Students and teachers from Catholic schools enjoy more respites in between. Each time a saint celebrates their special day, it's no classes in our country.
So why do I want to talk about faith and miracles in my February blog entry?
First, let me make it clear that I am not bashing my religion.
I understand how some of my friends and colleagues felt during the last Feast of the Black Nazarene. All roads leading to and from Luneta to Quiapo literally was at a stand still. For that very short distance, the procession lasted more than 19 hours, several container vans weighing tons were lifted and moved from the street because of the large crowd, and the streets were laden with litter from the devotees that flocked to the scene.
The number of people that came to the procession, mass and celebration was estimated between 10-12 Million. Mind boggling - considering that this number topped the number of people who came to see the Pope (John Paul II) on World Youth Day in 1995.

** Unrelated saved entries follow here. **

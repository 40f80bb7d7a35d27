//! Data models for QuoteX
//!
//! The promise collection is a four-level tree:
//! Category → Title → Subtitle → Promise.
//!
//! "Title" always names the second level of the tree. A promise's own
//! label is its *promise title* (`Promise::title`).

use chrono::{DateTime, Utc};
use serde::{Deserialize, Serialize};
use std::fmt;

macro_rules! node_id {
    ($(#[$meta:meta])* $name:ident) => {
        $(#[$meta])*
        #[derive(Debug, Clone, Copy, PartialEq, Eq, Hash, PartialOrd, Ord, Serialize, Deserialize)]
        #[serde(transparent)]
        pub struct $name(pub i64);

        impl fmt::Display for $name {
            fn fmt(&self, f: &mut fmt::Formatter<'_>) -> fmt::Result {
                write!(f, "{}", self.0)
            }
        }
    };
}

node_id!(
    /// Stable key of a category row
    CategoryId
);
node_id!(
    /// Stable key of a title row
    TitleId
);
node_id!(
    /// Stable key of a subtitle row
    SubtitleId
);
node_id!(
    /// Stable key of a promise row
    PromiseId
);

/// Which level of the tree a value belongs to
#[derive(Debug, Clone, Copy, PartialEq, Eq, Hash, Serialize, Deserialize)]
#[serde(rename_all = "lowercase")]
pub enum NodeKind {
    Category,
    Title,
    Subtitle,
    Promise,
}

impl fmt::Display for NodeKind {
    fn fmt(&self, f: &mut fmt::Formatter<'_>) -> fmt::Result {
        let name = match self {
            NodeKind::Category => "category",
            NodeKind::Title => "title",
            NodeKind::Subtitle => "subtitle",
            NodeKind::Promise => "promise",
        };
        f.write_str(name)
    }
}

/// Top level of the tree
#[derive(Debug, Clone, PartialEq, Eq, Serialize, Deserialize)]
pub struct Category {
    pub id: CategoryId,
    pub name: String,
}

/// Second level, scoped to a category
#[derive(Debug, Clone, PartialEq, Eq, Serialize, Deserialize)]
pub struct Title {
    pub id: TitleId,
    pub category_id: CategoryId,
    pub name: String,
}

/// Third level, scoped to a title
#[derive(Debug, Clone, PartialEq, Eq, Serialize, Deserialize)]
pub struct Subtitle {
    pub id: SubtitleId,
    pub title_id: TitleId,
    pub name: String,
}

/// A saved verse
#[derive(Debug, Clone, Serialize, Deserialize, PartialEq)]
pub struct Promise {
    /// Unique identifier
    pub id: PromiseId,
    /// Subtitle this promise is filed under
    pub subtitle_id: SubtitleId,
    /// The promise's own label
    pub title: String,
    /// Verse text
    pub verse: String,
    /// Scripture reference, e.g. "Josh 1:9"
    pub reference: String,
    /// When this promise was created
    pub created_at: DateTime<Utc>,
    /// When this promise was last updated
    pub updated_at: DateTime<Utc>,
}

/// Input for creating a promise
#[derive(Debug, Clone, PartialEq, Eq)]
pub struct NewPromise {
    pub subtitle_id: SubtitleId,
    pub title: String,
    pub verse: String,
    pub reference: String,
}

impl NewPromise {
    pub fn new(subtitle_id: SubtitleId, verse: impl Into<String>) -> Self {
        Self {
            subtitle_id,
            title: String::new(),
            verse: verse.into(),
            reference: String::new(),
        }
    }

    pub fn with_title(mut self, title: impl Into<String>) -> Self {
        self.title = title.into();
        self
    }

    pub fn with_reference(mut self, reference: impl Into<String>) -> Self {
        self.reference = reference.into();
        self
    }
}

/// Names of the three ancestors of a promise
#[derive(Debug, Clone, PartialEq, Eq, Hash, Serialize, Deserialize)]
pub struct NodePath {
    pub category: String,
    pub title: String,
    pub subtitle: String,
}

impl NodePath {
    pub fn new(
        category: impl Into<String>,
        title: impl Into<String>,
        subtitle: impl Into<String>,
    ) -> Self {
        Self {
            category: category.into(),
            title: title.into(),
            subtitle: subtitle.into(),
        }
    }
}

impl fmt::Display for NodePath {
    fn fmt(&self, f: &mut fmt::Formatter<'_>) -> fmt::Result {
        write!(f, "{} / {} / {}", self.category, self.title, self.subtitle)
    }
}

/// Row counts per level
#[derive(Debug, Clone, Copy, Default, PartialEq, Eq, Serialize)]
pub struct Counts {
    pub categories: i64,
    pub titles: i64,
    pub subtitles: i64,
    pub promises: i64,
}
//! Block reward distribution.
//!
//! Every block splits its minted reward 65% to optimizers (proportional to
//! `effective_increment × reward_fraction`), 30% to evaluators (uniform over
//! the quorum members of the block's accepted optimae) and 5% to the block
//! generator. Empty pools fall to the generator so nothing is burned.

use crate::emission::block_reward;
use crate::types::DoinAmount;
use doin_types::{CoinShare, PeerId, RewardRole};
use tracing::debug;

pub const OPTIMIZER_POOL_FRACTION: f64 = 0.65;
pub const EVALUATOR_POOL_FRACTION: f64 = 0.30;
pub const GENERATOR_FRACTION: f64 = 0.05;

/// An optimizer's contribution within one block.
#[derive(Debug, Clone)]
pub struct OptimizerWork {
    pub peer_id: PeerId,
    pub effective_increment: f64,
    pub reward_fraction: f64,
}

impl OptimizerWork {
    fn weight(&self) -> f64 {
        (self.effective_increment * self.reward_fraction).max(0.0)
    }
}

/// An evaluator's contribution within one block: quorum votes on optimae
/// that ended up accepted.
#[derive(Debug, Clone)]
pub struct EvaluatorWork {
    pub peer_id: PeerId,
    pub accepted_votes: u64,
}

/// All contributions packaged into a block.
#[derive(Debug, Clone, Default)]
pub struct ContributorWork {
    pub optimizers: Vec<OptimizerWork>,
    pub evaluators: Vec<EvaluatorWork>,
}

/// Distribute the block reward for `block_index` among contributors.
///
/// Returns the coin shares to embed in the block's `CoinDistribution`
/// transaction. The sum of all shares equals the block reward exactly; any
/// rounding remainder goes to the generator.
pub fn distribute_block_reward(
    block_index: u64,
    generator_id: PeerId,
    work: &ContributorWork,
) -> Vec<CoinShare> {
    let total = block_reward(block_index);
    if total.is_zero() {
        return Vec::new();
    }
    let total_units = total.to_base_units();

    let mut shares: Vec<CoinShare> = Vec::new();

    let optimizer_pool = (total_units as f64 * OPTIMIZER_POOL_FRACTION) as u64;
    let evaluator_pool = (total_units as f64 * EVALUATOR_POOL_FRACTION) as u64;

    // Optimizer pool: proportional to effective_increment × reward_fraction.
    let mut distributed: u64 = 0;
    let total_opt_weight: f64 = work.optimizers.iter().map(|o| o.weight()).sum();
    if total_opt_weight > 0.0 {
        for optimizer in &work.optimizers {
            let weight = optimizer.weight();
            if weight <= 0.0 {
                continue;
            }
            let amount = (optimizer_pool as f64 * (weight / total_opt_weight)) as u64;
            if amount > 0 {
                distributed += amount;
                shares.push(CoinShare {
                    recipient: optimizer.peer_id,
                    amount,
                    role: RewardRole::Optimizer,
                });
            }
        }
    }

    // Evaluator pool: uniform over votes on accepted optimae.
    let total_votes: u64 = work.evaluators.iter().map(|e| e.accepted_votes).sum();
    if total_votes > 0 {
        for evaluator in &work.evaluators {
            if evaluator.accepted_votes == 0 {
                continue;
            }
            let amount =
                (evaluator_pool as f64 * (evaluator.accepted_votes as f64 / total_votes as f64))
                    as u64;
            if amount > 0 {
                distributed += amount;
                shares.push(CoinShare {
                    recipient: evaluator.peer_id,
                    amount,
                    role: RewardRole::Evaluator,
                });
            }
        }
    }

    // Generator takes its 5% plus every undistributed remainder.
    let generator_amount = total_units - distributed;
    if generator_amount > 0 {
        shares.push(CoinShare {
            recipient: generator_id,
            amount: generator_amount,
            role: RewardRole::Generator,
        });
    }

    debug!(
        block_index,
        total = %total,
        shares = shares.len(),
        "Block reward distributed"
    );

    shares
}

Are there really 12 Million devotees to the Black Nazarene?
I really don't know. When I was watching the news on TV, I couldn't believe at the crowd and the mayhem. Beside me was my mom. And she told me a story:
"When you were still in my womb, I almost had a miscarriage. I was bleeding profusely that your grandmother was so scared that we would lose you. After all, you are the first of all the grandchildren she will ever have. Your grandmother went to the Quiapo Church and crawled kneeling down to the altar and begged the Lord for a miracle - that I would survive this, and you would live. A few days later, maybe because of the medicines and the prayers, the bleeding stopped. Your grandmother made me promise that after you were born, that I would be devoted to the Black Nazarene for the next 2 years."
I was startled at the story. It was the first time I had heard about this. And I quietly watched the news again.
And I understood...that it was faith and small miracles like these that mattered most. Never mind the inconvenience for the day. There are just things in life that are kept between God and His works at making us realize that He is part of our lives.